(Stored data)
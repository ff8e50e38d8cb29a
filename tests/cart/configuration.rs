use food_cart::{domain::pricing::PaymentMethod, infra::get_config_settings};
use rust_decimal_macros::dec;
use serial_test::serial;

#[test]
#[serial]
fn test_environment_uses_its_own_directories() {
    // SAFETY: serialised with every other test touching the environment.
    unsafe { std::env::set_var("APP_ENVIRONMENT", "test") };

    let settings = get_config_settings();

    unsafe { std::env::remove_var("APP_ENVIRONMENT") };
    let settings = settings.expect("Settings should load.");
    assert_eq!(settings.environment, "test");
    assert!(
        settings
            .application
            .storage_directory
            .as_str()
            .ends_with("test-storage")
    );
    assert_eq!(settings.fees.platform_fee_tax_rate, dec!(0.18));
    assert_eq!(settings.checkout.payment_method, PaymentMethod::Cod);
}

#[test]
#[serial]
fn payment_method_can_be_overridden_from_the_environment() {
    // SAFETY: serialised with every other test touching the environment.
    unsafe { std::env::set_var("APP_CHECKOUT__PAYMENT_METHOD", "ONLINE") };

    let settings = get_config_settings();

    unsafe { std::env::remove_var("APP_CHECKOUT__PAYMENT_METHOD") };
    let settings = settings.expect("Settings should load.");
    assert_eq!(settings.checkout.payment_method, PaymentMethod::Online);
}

* * *

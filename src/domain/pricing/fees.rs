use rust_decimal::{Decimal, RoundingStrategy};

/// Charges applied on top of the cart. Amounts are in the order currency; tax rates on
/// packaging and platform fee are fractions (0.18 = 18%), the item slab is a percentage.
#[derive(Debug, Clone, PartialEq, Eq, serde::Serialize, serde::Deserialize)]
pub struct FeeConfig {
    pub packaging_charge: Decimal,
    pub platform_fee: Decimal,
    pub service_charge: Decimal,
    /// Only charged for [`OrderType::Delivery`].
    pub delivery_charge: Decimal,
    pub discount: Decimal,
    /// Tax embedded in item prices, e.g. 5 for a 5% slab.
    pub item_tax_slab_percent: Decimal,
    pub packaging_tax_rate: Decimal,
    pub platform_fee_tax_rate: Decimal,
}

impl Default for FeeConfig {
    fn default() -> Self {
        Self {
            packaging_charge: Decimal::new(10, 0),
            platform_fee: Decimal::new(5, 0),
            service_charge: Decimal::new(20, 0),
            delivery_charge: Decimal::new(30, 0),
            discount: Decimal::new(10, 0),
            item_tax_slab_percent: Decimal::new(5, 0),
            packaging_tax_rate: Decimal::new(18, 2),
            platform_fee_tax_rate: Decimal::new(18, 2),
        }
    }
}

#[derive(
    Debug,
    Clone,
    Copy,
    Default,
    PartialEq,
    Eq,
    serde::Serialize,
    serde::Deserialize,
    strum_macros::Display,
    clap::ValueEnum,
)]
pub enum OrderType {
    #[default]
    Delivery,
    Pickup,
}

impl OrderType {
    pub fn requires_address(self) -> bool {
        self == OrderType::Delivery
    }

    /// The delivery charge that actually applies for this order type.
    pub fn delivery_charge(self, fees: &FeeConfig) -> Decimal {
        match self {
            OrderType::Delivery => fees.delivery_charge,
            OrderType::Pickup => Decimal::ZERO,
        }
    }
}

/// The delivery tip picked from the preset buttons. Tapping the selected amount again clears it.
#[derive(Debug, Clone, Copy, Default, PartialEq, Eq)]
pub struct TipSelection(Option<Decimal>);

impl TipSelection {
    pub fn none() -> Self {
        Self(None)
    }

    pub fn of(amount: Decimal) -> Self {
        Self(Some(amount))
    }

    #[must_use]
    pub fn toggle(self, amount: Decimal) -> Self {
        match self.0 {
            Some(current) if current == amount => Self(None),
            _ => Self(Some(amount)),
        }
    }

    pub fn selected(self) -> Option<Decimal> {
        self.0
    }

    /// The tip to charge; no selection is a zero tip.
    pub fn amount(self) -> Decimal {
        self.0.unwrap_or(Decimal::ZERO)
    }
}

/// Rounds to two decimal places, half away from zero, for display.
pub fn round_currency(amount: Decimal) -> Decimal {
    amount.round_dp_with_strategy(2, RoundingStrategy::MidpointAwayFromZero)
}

---

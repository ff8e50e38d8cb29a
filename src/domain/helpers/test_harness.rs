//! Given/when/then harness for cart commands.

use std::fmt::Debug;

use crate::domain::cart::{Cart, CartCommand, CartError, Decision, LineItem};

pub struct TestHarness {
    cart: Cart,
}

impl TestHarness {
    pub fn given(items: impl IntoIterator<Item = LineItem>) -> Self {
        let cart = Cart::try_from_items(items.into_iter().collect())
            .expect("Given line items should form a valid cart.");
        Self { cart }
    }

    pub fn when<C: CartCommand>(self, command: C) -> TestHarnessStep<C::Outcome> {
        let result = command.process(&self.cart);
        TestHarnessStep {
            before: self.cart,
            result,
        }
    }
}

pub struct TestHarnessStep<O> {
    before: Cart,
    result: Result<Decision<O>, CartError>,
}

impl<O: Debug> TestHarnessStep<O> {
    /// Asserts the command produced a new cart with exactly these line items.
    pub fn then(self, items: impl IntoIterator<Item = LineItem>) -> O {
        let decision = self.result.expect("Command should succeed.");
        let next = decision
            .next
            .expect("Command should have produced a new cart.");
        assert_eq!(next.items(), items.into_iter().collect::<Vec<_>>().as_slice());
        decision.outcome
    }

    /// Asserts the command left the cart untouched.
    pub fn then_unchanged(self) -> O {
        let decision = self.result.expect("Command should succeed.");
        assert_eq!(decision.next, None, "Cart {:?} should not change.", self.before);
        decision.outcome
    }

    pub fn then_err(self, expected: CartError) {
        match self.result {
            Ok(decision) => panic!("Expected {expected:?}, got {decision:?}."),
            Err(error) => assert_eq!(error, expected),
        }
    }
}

§ Directions for this task
Above are the entries. Quote exactly the lines from the one bearing "impl<O: Debug> TestHarnessStep<O>" through the one bearing "let next = decision".

§ Written solution
impl<O: Debug> TestHarnessStep<O> {
    /// Asserts the command produced a new cart with exactly these line items.
    pub fn then(self, items: impl IntoIterator<Item = LineItem>) -> O {
        let decision = self.result.expect("Command should succeed.");
        let next = decision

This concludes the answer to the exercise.